Genta R M
Department of Pathology, Veterans Affairs Medical Center and Baylor College of Medicine, Houston, Texas 77030, USA.
Eur J Gastroenterol Hepatol. 1999 Aug;11 Suppl 2:S29-33; discussion S43-5. doi: 10.1097/00042737-199908002-00006.
Much of what is currently accepted regarding Helicobacter pylori-associated gastritis and its relationship with gastric adenocarcinoma rests on the assumption that atrophic gastritis can be correctly identified and reproducibly recognized. Several studies have indicated that pathologists have a low level of agreement on this topic, and the terms 'gastric atrophy' and 'atrophic gastritis' remain imprecisely defined and poorly understood. Furthermore, the genesis and progression of the atrophic changes that take place in the gastric mucosa of some individuals infected with H. pylori are incompletely characterized. The lack of a strict definition of atrophic gastritis is at least partially responsible for recent concerns regarding the effects of prolonged pharmacological gastric acid inhibition in patients with H. pylori infection. One recent paper concluded that patients with reflux oesophagitis and H. pylori infection who are treated with longterm acid inhibition have an increased risk of atrophic gastritis. As this term evokes associations with an increased risk of gastric cancer, the possibility was subsequently raised that anti-secretory maintenance therapy might increase the risk of cancer in H. pylori-positive patients. A second report, however, concluded that long-term acid-inhibitory therapy for an average of three years is no different from fundoplication in the development of gastric atrophy. Also, because no intestinal metaplasia developed in any of the patients, and only atrophic gastritis associated with intestinal metaplasia is considered a precursor of gastric cancer, there is no evidence to support the hypothesis that long-term acid inhibition in individuals with H. pylori infection increases the risk of gastric cancer.

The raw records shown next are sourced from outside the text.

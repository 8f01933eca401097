// SPDX-License-Identifier: MIT
// Copyright (c) 2026 Alfred Jean LLC

//! HTTP remote implementation using reqwest.
//!
//! Endpoints, relative to the configured base URL:
//!
//! | Operation     | Request                  |
//! |---------------|--------------------------|
//! | `load_fines`  | `GET    {base}/fines`    |
//! | `add_fine`    | `POST   {base}/fines`    |
//! | `update_fine` | `PATCH  {base}/fines/id` |
//! | `delete_fine` | `DELETE {base}/fines/id` |

use std::sync::atomic::{AtomicBool, Ordering};
use std::time::Duration;

use finetrack_core::{Fine, FinePatch};
use reqwest::{Method, RequestBuilder, Response, Url};
use serde::de::DeserializeOwned;
use tracing::debug;

use super::remote::{Remote, RemoteError, RemoteFuture, RemoteResult};
use crate::config::RemoteConfig;
use crate::error::{Error, Result};

/// Upper bound on establishing a TCP/TLS connection.
const CONNECT_TIMEOUT: Duration = Duration::from_secs(5);

/// Timeout for the reachability probe.
const PROBE_TIMEOUT: Duration = Duration::from_secs(3);

/// Remote fine service reached over HTTP.
pub struct HttpRemote {
    client: reqwest::Client,
    base_url: Url,
    api_key: Option<String>,
    /// Optimistic until a request fails to connect.
    online: AtomicBool,
}

impl HttpRemote {
    /// Create a client for the configured service.
    pub fn new(config: &RemoteConfig) -> Result<Self> {
        config.validate()?;

        let base_url = Url::parse(&config.url)
            .map_err(|e| Error::Config(format!("invalid remote URL '{}': {}", config.url, e)))?;
        if base_url.cannot_be_a_base() {
            return Err(Error::Config(format!(
                "invalid remote URL '{}': must be an http:// or https:// URL",
                config.url
            )));
        }

        let timeout = config.timeout();
        let client = reqwest::Client::builder()
            .timeout(timeout)
            .connect_timeout(timeout.min(CONNECT_TIMEOUT))
            .build()
            .map_err(|e| Error::Config(format!("failed to create HTTP client: {}", e)))?;

        Ok(HttpRemote {
            client,
            base_url,
            api_key: config.api_key.clone(),
            online: AtomicBool::new(true),
        })
    }

    /// The base URL requests are issued against.
    pub fn base_url(&self) -> &Url {
        &self.base_url
    }

    /// Build `{base}/seg/seg...`, percent-encoding each segment.
    fn endpoint(&self, segments: &[&str]) -> Url {
        let mut url = self.base_url.clone();
        if let Ok(mut path) = url.path_segments_mut() {
            path.pop_if_empty().extend(segments);
        }
        url
    }

    fn request(&self, method: Method, url: Url) -> RequestBuilder {
        let request = self.client.request(method, url);
        match &self.api_key {
            Some(key) => request.bearer_auth(key),
            None => request,
        }
    }

    /// Send a request, tracking reachability and rejecting non-2xx answers.
    async fn send(&self, request: RequestBuilder, url: &Url) -> RemoteResult<Response> {
        match request.send().await {
            Ok(response) => {
                self.online.store(true, Ordering::SeqCst);
                let status = response.status();
                debug!(url = %url, status = status.as_u16(), "remote response");
                if status.is_success() {
                    Ok(response)
                } else {
                    Err(RemoteError::Status {
                        status: status.as_u16(),
                        url: url.to_string(),
                    })
                }
            }
            Err(e) => {
                let err = classify(e, url);
                if err.is_connectivity() {
                    self.online.store(false, Ordering::SeqCst);
                }
                Err(err)
            }
        }
    }
}

/// Decode a JSON response body.
async fn decode<T: DeserializeOwned>(response: Response, url: &Url) -> RemoteResult<T> {
    response.json::<T>().await.map_err(|e| classify(e, url))
}

/// Map a reqwest error onto the remote error taxonomy.
fn classify(e: reqwest::Error, url: &Url) -> RemoteError {
    let url = url.to_string();
    if e.is_timeout() {
        RemoteError::Timeout { url }
    } else if e.is_connect() {
        RemoteError::Connect {
            url,
            reason: e.to_string(),
        }
    } else if e.is_decode() {
        RemoteError::Decode {
            url,
            reason: e.to_string(),
        }
    } else {
        RemoteError::Request {
            url,
            reason: e.to_string(),
        }
    }
}

impl Remote for HttpRemote {
    fn load_fines(&self) -> RemoteFuture<'_, Vec<Fine>> {
        Box::pin(async move {
            let url = self.endpoint(&["fines"]);
            let response = self
                .send(self.request(Method::GET, url.clone()), &url)
                .await?;
            decode(response, &url).await
        })
    }

    fn add_fine<'a>(&'a self, fine: &'a Fine) -> RemoteFuture<'a, Fine> {
        Box::pin(async move {
            let url = self.endpoint(&["fines"]);
            let request = self.request(Method::POST, url.clone()).json(fine);
            let response = self.send(request, &url).await?;
            decode(response, &url).await
        })
    }

    fn update_fine<'a>(&'a self, id: &'a str, updates: &'a FinePatch) -> RemoteFuture<'a, Fine> {
        Box::pin(async move {
            let url = self.endpoint(&["fines", id]);
            let request = self.request(Method::PATCH, url.clone()).json(updates);
            let response = self.send(request, &url).await?;
            decode(response, &url).await
        })
    }

    fn delete_fine<'a>(&'a self, id: &'a str) -> RemoteFuture<'a, ()> {
        Box::pin(async move {
            let url = self.endpoint(&["fines", id]);
            self.send(self.request(Method::DELETE, url.clone()), &url)
                .await?;
            Ok(())
        })
    }

    fn is_reachable(&self) -> bool {
        self.online.load(Ordering::SeqCst)
    }

    /// Any HTTP answer to a `HEAD` of the base URL counts as reachable.
    fn probe(&self) -> std::pin::Pin<Box<dyn std::future::Future<Output = bool> + Send + '_>> {
        Box::pin(async move {
            let request = self
                .request(Method::HEAD, self.base_url.clone())
                .timeout(PROBE_TIMEOUT);
            let reachable = match request.send().await {
                Ok(_) => true,
                Err(e) => {
                    debug!(url = %self.base_url, error = %e, "probe failed");
                    false
                }
            };
            self.online.store(reachable, Ordering::SeqCst);
            reachable
        })
    }
}

#[cfg(test)]
#[path = "http_tests.rs"]
mod tests;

目前关于幽门螺杆菌相关性胃炎及其与胃腺癌关系的许多公认观点,都基于萎缩性胃炎能够被正确识别且具有可重复性这一假设。多项研究表明,病理学家在这个问题上的一致性较低,“胃萎缩”和“萎缩性胃炎”这两个术语仍然定义不精确且理解不充分。此外,一些感染幽门螺杆菌的个体胃黏膜中发生的萎缩性变化的发生机制和进展情况尚未完全明确。萎缩性胃炎缺乏严格定义至少部分导致了近期对幽门螺杆菌感染患者长期药物性胃酸抑制作用的担忧。最近一篇论文得出结论,反流性食管炎且感染幽门螺杆菌的患者接受长期胃酸抑制治疗后,患萎缩性胃炎的风险增加。由于这个术语会让人联想到患胃癌风险增加,随后有人提出抗分泌维持治疗可能会增加幽门螺杆菌阳性患者患癌风险。然而,另一篇报告得出结论,平均三年的长期胃酸抑制治疗在胃萎缩的发生方面与胃底折叠术没有差异。而且,由于所有患者均未发生肠化生,且只有与肠化生相关的萎缩性胃炎才被认为是胃癌的前驱病变,所以没有证据支持幽门螺杆菌感染个体长期胃酸抑制会增加患胃癌风险这一假设。